══ Input for this task ══

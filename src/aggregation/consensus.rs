use std::collections::BTreeMap;
use serde::{Deserialize, Serialize};
use crate::config::ConsensusConfig;
use crate::types::data_point::ValidatedPoint;
use crate::types::ids::{InstrumentId, SourceId};
use crate::types::instrument::{Instrument, Metric};
use crate::types::timestamp::Timestamp;

/// Robust estimate for one instrument and one round. Built once, never mutated.
#[derive(Clone, Debug, PartialEq, Serialize, Deserialize)]
pub struct ConsensusResult {
    pub instrument: InstrumentId,
    pub metric: Metric,
    pub estimate: f64,
    /// Sample standard deviation of the set the estimate was taken from.
    pub dispersion: f64,
    pub valid_points: usize,
    pub filtered_points: usize,
    pub contributing_sources: Vec<SourceId>,
    /// Valid points dropped by outlier rejection.
    pub rejected_outliers: Vec<SourceId>,
    pub secondary: BTreeMap<Metric, MetricSummary>,
    pub oldest_observation: Timestamp,
    pub computed_at: Timestamp,
}

#[derive(Clone, Copy, Debug, PartialEq, Serialize, Deserialize)]
pub struct MetricSummary {
    pub median: f64,
    pub stdev: f64,
    pub samples: usize,
}

#[derive(Clone, Copy, Debug, PartialEq, Eq, Serialize, Deserialize)]
#[serde(rename_all = "snake_case")]
pub enum UnavailableReason {
    /// No source returned anything within the round deadline.
    NoUsablePoints,
    /// Points arrived but too few survived validation.
    InsufficientValidPoints,
}

impl UnavailableReason {
    pub fn as_str(&self) -> &'static str {
        match self {
            UnavailableReason::NoUsablePoints => "no_usable_points",
            UnavailableReason::InsufficientValidPoints => "insufficient_valid_points",
        }
    }
}

/// Explicit "no data this round" marker. Callers must not substitute a number.
#[derive(Clone, Debug, PartialEq, Serialize, Deserialize)]
pub struct Unavailable {
    pub instrument: InstrumentId,
    pub reason: UnavailableReason,
    pub received_points: usize,
    pub valid_points: usize,
    pub at: Timestamp,
}

pub struct ConsensusEngine {
    config: ConsensusConfig,
}

impl ConsensusEngine {
    pub fn new(config: ConsensusConfig) -> Self {
        ConsensusEngine { config }
    }

    pub fn compute(
        &self,
        instrument: &Instrument,
        points: &[ValidatedPoint],
        computed_at: Timestamp,
    ) -> Result<ConsensusResult, Unavailable> {
        let metric = instrument.kind.primary_metric();
        let valid: Vec<_> = points.iter()
            .filter(|p| p.is_valid())
            .map(|p| &p.point)
            .collect();

        if valid.len() < self.config.min_points {
            tracing::warn!(
                "Not enough valid data points for {}: {} of {}",
                instrument.id, valid.len(), points.len()
            );
            return Err(Unavailable {
                instrument: instrument.id.clone(),
                reason: if points.is_empty() {
                    UnavailableReason::NoUsablePoints
                } else {
                    UnavailableReason::InsufficientValidPoints
                },
                received_points: points.len(),
                valid_points: valid.len(),
                at: computed_at,
            });
        }

        // Step 1: IQR outlier rejection, only with enough points for a majority
        let values: Vec<f64> = valid.iter().map(|p| p.value).collect();
        let keep = if valid.len() >= self.config.iqr_min_points {
            let (lower, upper) = iqr_bounds(&values, self.config.iqr_multiplier);
            let mask: Vec<bool> = values.iter().map(|v| *v >= lower && *v <= upper).collect();
            if mask.iter().filter(|k| **k).count() < self.config.min_points {
                // never let filtering zero out the result
                vec![true; values.len()]
            } else {
                mask
            }
        } else {
            vec![true; values.len()]
        };

        let mut kept = Vec::with_capacity(values.len());
        let mut contributing_sources = Vec::new();
        let mut rejected_outliers = Vec::new();
        for (point, keep) in valid.iter().zip(&keep) {
            if *keep {
                kept.push(point.value);
                contributing_sources.push(point.source.clone());
            } else {
                rejected_outliers.push(point.source.clone());
            }
        }

        if !rejected_outliers.is_empty() {
            tracing::debug!(
                "Rejected outliers for {}: {:?}",
                instrument.id, rejected_outliers
            );
        }

        // Step 2: median and sample stdev of the same set
        let estimate = median(&kept);
        let dispersion = sample_stdev(&kept);

        // Step 3: secondary metrics over every valid point that reports them
        let mut secondary = BTreeMap::new();
        for metric in instrument.kind.secondary_metrics() {
            let samples: Vec<f64> = valid.iter()
                .filter_map(|p| p.value_of(*metric))
                .filter(|v| v.is_finite())
                .collect();
            if !samples.is_empty() {
                secondary.insert(*metric, MetricSummary {
                    median: median(&samples),
                    stdev: sample_stdev(&samples),
                    samples: samples.len(),
                });
            }
        }

        let oldest_observation = valid.iter()
            .zip(&keep)
            .filter(|(_, keep)| **keep)
            .map(|(p, _)| p.observed_at)
            .min()
            .unwrap_or(computed_at);

        Ok(ConsensusResult {
            instrument: instrument.id.clone(),
            metric,
            estimate,
            dispersion,
            valid_points: valid.len(),
            filtered_points: kept.len(),
            contributing_sources,
            rejected_outliers,
            secondary,
            oldest_observation,
            computed_at,
        })
    }
}

impl Default for ConsensusEngine {
    fn default() -> Self {
        ConsensusEngine::new(ConsensusConfig::default())
    }
}

fn sorted(values: &[f64]) -> Vec<f64> {
    let mut sorted = values.to_vec();
    sorted.sort_by(|a, b| a.total_cmp(b));
    sorted
}

/// Median; the mean of the middle pair for even counts. NaN for an empty slice.
pub fn median(values: &[f64]) -> f64 {
    if values.is_empty() {
        return f64::NAN;
    }
    let sorted = sorted(values);
    let mid = sorted.len() / 2;
    if sorted.len() % 2 == 0 {
        (sorted[mid - 1] + sorted[mid]) / 2.0
    } else {
        sorted[mid]
    }
}

/// Sample (n - 1) standard deviation; zero below two values.
pub fn sample_stdev(values: &[f64]) -> f64 {
    if values.len() < 2 {
        return 0.0;
    }
    let n = values.len() as f64;
    let mean = values.iter().sum::<f64>() / n;
    let variance = values.iter().map(|v| (v - mean).powi(2)).sum::<f64>() / (n - 1.0);
    variance.sqrt()
}

/// Quantile by linear interpolation of the empirical CDF: the 1-based rank is
/// `n * p`, clamped to the first and last order statistics.
pub fn quantile(sorted: &[f64], p: f64) -> f64 {
    let n = sorted.len();
    if n == 0 {
        return f64::NAN;
    }
    let h = n as f64 * p;
    if h <= 1.0 {
        return sorted[0];
    }
    if h >= n as f64 {
        return sorted[n - 1];
    }
    let lower = h.floor();
    let idx = lower as usize - 1;
    sorted[idx] + (h - lower) * (sorted[idx + 1] - sorted[idx])
}

/// `[Q1 - k*IQR, Q3 + k*IQR]`.
pub fn iqr_bounds(values: &[f64], multiplier: f64) -> (f64, f64) {
    let sorted = sorted(values);
    let q1 = quantile(&sorted, 0.25);
    let q3 = quantile(&sorted, 0.75);
    let iqr = q3 - q1;
    (q1 - multiplier * iqr, q3 + multiplier * iqr)
}

#[cfg(test)]
mod tests {
    use super::*;
    use crate::types::data_point::{DataPoint, ValidationFailure, Verdict};
    use crate::types::instrument::InstrumentKind;

    fn btc() -> Instrument {
        Instrument::new("BTC", InstrumentKind::SpotPrice)
    }

    fn point(source: &str, value: f64) -> ValidatedPoint {
        ValidatedPoint {
            point: DataPoint::new(source, "BTC", Metric::Price, value, Timestamp::from_secs(1_000))
                .with_received_at(Timestamp::from_secs(1_000)),
            verdict: Verdict::default(),
        }
    }

    fn invalid(source: &str, value: f64) -> ValidatedPoint {
        let mut p = point(source, value);
        p.verdict.failures.push(ValidationFailure::NonPositive { metric: Metric::Price, value });
        p
    }

    fn compute(points: &[ValidatedPoint]) -> Result<ConsensusResult, Unavailable> {
        ConsensusEngine::default().compute(&btc(), points, Timestamp::from_secs(1_001))
    }

    #[test]
    fn three_agreeing_sources() {
        let result = compute(&[point("a", 100.0), point("b", 101.0), point("c", 99.5)]).unwrap();
        assert_eq!(result.estimate, 100.0);
        assert_eq!(result.filtered_points, 3);
        assert!(result.rejected_outliers.is_empty());
        // sample stdev of {99.5, 100, 101}
        assert!((result.dispersion - 0.763_762_615_825_973_3).abs() < 1e-9);
    }

    #[test]
    fn extreme_outlier_is_dropped() {
        let result = compute(&[point("a", 100.0), point("b", 101.0), point("c", 10_000.0)]).unwrap();
        assert_eq!(result.estimate, 100.5);
        assert_eq!(result.valid_points, 3);
        assert_eq!(result.filtered_points, 2);
        assert_eq!(result.rejected_outliers, vec![SourceId::from("c")]);
        assert_eq!(result.contributing_sources, vec![SourceId::from("a"), SourceId::from("b")]);
    }

    #[test]
    fn two_points_average_without_filtering() {
        let result = compute(&[point("a", 100.0), point("b", 300.0)]).unwrap();
        assert_eq!(result.estimate, 200.0);
        assert_eq!(result.filtered_points, 2);
    }

    #[test]
    fn fewer_than_two_valid_points_is_unavailable() {
        let none = compute(&[]).unwrap_err();
        assert_eq!(none.reason, UnavailableReason::NoUsablePoints);

        let one = compute(&[point("a", 100.0), invalid("b", -1.0)]).unwrap_err();
        assert_eq!(one.reason, UnavailableReason::InsufficientValidPoints);
        assert_eq!(one.valid_points, 1);
        assert_eq!(one.received_points, 2);
    }

    #[test]
    fn invalid_points_do_not_contribute() {
        let result = compute(&[point("a", 100.0), point("b", 102.0), invalid("c", 0.0)]).unwrap();
        assert_eq!(result.estimate, 101.0);
        assert_eq!(result.valid_points, 2);
    }

    #[test]
    fn filtering_never_leaves_fewer_than_two() {
        // with min_points raised, a filter leaving 3 of 4 falls back to all 4
        let engine = ConsensusEngine::new(ConsensusConfig {
            min_points: 4,
            ..ConsensusConfig::default()
        });
        let points = [point("a", 100.0), point("b", 100.0), point("c", 100.0), point("d", 1_000.0)];
        let result = engine.compute(&btc(), &points, Timestamp::from_secs(1_001)).unwrap();
        assert_eq!(result.filtered_points, 4);
        assert_eq!(result.estimate, 100.0);
    }

    #[test]
    fn identical_input_gives_identical_result() {
        let points = [point("a", 100.1), point("b", 100.7), point("c", 99.3), point("d", 140.0)];
        let first = compute(&points).unwrap();
        let second = compute(&points).unwrap();
        assert_eq!(first, second);
        assert_eq!(first.estimate.to_bits(), second.estimate.to_bits());
        assert_eq!(first.dispersion.to_bits(), second.dispersion.to_bits());
    }

    #[test]
    fn pool_secondary_metrics_are_summarised() {
        let pool = Instrument::new("POOL", InstrumentKind::Pool);
        let make = |source: &str, tvl: f64, apy: Option<f64>| {
            let mut dp = DataPoint::new(source, "POOL", Metric::Tvl, tvl, Timestamp::from_secs(1_000));
            if let Some(apy) = apy {
                dp = dp.with_secondary(Metric::Apy, apy);
            }
            ValidatedPoint { point: dp, verdict: Verdict::default() }
        };
        let result = ConsensusEngine::default()
            .compute(&pool, &[make("x", 1.0e6, Some(12.0)), make("y", 1.1e6, None)], Timestamp::from_secs(1_001))
            .unwrap();
        assert_eq!(result.metric, Metric::Tvl);
        assert_eq!(result.estimate, 1.05e6);
        let apy = result.secondary[&Metric::Apy];
        assert_eq!(apy.median, 12.0);
        assert_eq!(apy.samples, 1);
        assert!(!result.secondary.contains_key(&Metric::Volume24h));
    }

    #[test]
    fn quantile_interpolates_on_rank() {
        let sorted = [100.0, 101.0, 10_000.0];
        assert_eq!(quantile(&sorted, 0.25), 100.0);
        assert_eq!(quantile(&sorted, 0.75), 101.0 + 0.25 * 9_899.0);
        assert_eq!(quantile(&[5.0], 0.75), 5.0);
    }
}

═══

→ Exercise objective: Exactly the lines running from the top of the records to the line that contains "use crate::types::timestamp::Timestamp;", inclusive, must be set down, and nothing more.

→ Response area:
filename src/aggregation/consensus.rs
use std::collections::BTreeMap;
use serde::{Deserialize, Serialize};
use crate::config::ConsensusConfig;
use crate::types::data_point::ValidatedPoint;
use crate::types::ids::{InstrumentId, SourceId};
use crate::types::instrument::{Instrument, Metric};
use crate::types::timestamp::Timestamp;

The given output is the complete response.